Network Layer – IP and IPX

The network layer routes data from one computer to another. IP and IPX are the most common protocols. For every network device (computer, printer, interface card) there is a unique physical address called a MAC (Media Access Control) address. The MAC address for a device cannot be changed. The IP and IPX protocols job is to assign the correct address, and then using routers send data packets to other networks. One way to think of this is similar to mailing a present to a friend in another country. First you put the present in a box, and mark your friends complete address on the box. Putting your friends correct address on the box is the key to assuring the package is received. The package can even make its way to a foreign country because there are internationally agreed to addressing “protocols” that guide package delivery. Without the proper address the package will be lost, or returned to the sender.

Transport Layer – TCP and SPX

As the name implies, the transport layer is tasked with efficient transportation of the data packets between networks. Going back to our example of mailing a package to a friend, once the package is addressed, it is handed off to the postal employee who sends it on to a central processing hub, the hub then routes the package to a processing center in the country where your friend lives. That hub then routes the package to a regional hub or local postal office, which then assigns the package to a specific mail carrier, who then delivers the package to your friends proper city, street, and house number. Like the postal service, determining the route the data packet is sent and ensuring that it arrives is the purpose of the transport layer.

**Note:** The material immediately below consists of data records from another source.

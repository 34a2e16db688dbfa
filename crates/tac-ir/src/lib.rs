//! A typed three-address-code IR.
//!
//! A [`Program`] owns [`Subroutine`]s, each a graph of [`Block`]s of
//! [`Statement`]s over typed [`Binding`]s. Subroutines are type-checked
//! with [`Subroutine::validate`], rewritten to a fixed point with
//! [`Subroutine::optimize`] and executed by the [`Emulator`], which also
//! precomputes calls to `expr` subroutines while optimizing.

#![cfg_attr(docsrs, feature(doc_cfg))]

mod arena;
mod block;
mod display;
pub mod emulator;
mod error;
mod fold;
mod name;
mod ops;
mod optimize;
mod program;
mod statement;
mod subroutine;
mod trace;
mod types;
mod value;

pub use block::*;
pub use display::*;
pub use emulator::{Emulator, EmulatorConfig, EmulatorMetrics, ExternFn, Externs};
pub use error::*;
pub use name::*;
pub use ops::*;
pub use program::*;
pub use statement::*;
pub use subroutine::*;
pub use trace::*;
pub use types::*;
pub use value::*;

Most documents that are transmitted are not sent as a single piece. They are broken into smaller data packets, and tagged with a header that identifies the correct sequence and document. The packets do not need to take the same path over a network. Once the packets reach the recipient, they are re-assembled in the proper order. If a packet doesn’t arrive, a message is send to the originating network to re-send the message.

TCP, paired with IP, is the most popular protocol combination for network and transport. When IPX is used for the network protocol, it is paired with SPX for transport.

Session/Presentation/Application Layers – HTT, FTP, SMTP and DNS

Among these protocols there are overlaps in function. Below are some of the most common protocols and a brief explanation of the role they play.

DNS     (Domain Name System) – translates network address (IP address) to names meaningful to people (ex.URLs)

DHCP    (Dynamic Host Configuration Protocol) – can automatically assign Internet addresses to computers and users

FTP    (File Transfer Protocol) – used to transfer files on the Internet

HTTP    (HyperText Transfer Protocol) – Internet-based protocol for sending and receiving web pages

IMAP    (Internet Message Access Protocol) – protocol for email messages on the Internet

IRC     (Internet Relay Chat) – used for Internet chat and other communications

POP3     (Post Office Protocol version 3) – used by retrieve email messages from remote servers

SMTP    (Simple Mail Transfer Protocol) – protocol for email messages on the Internet

The protocols that are used in network communications ensure that we can transmit data and information with few barriers. And, while the protocols themselves are quite complex, simply understanding the basic OSI Reference Model layers of networking protocols provides a foundation for understanding electronic communications.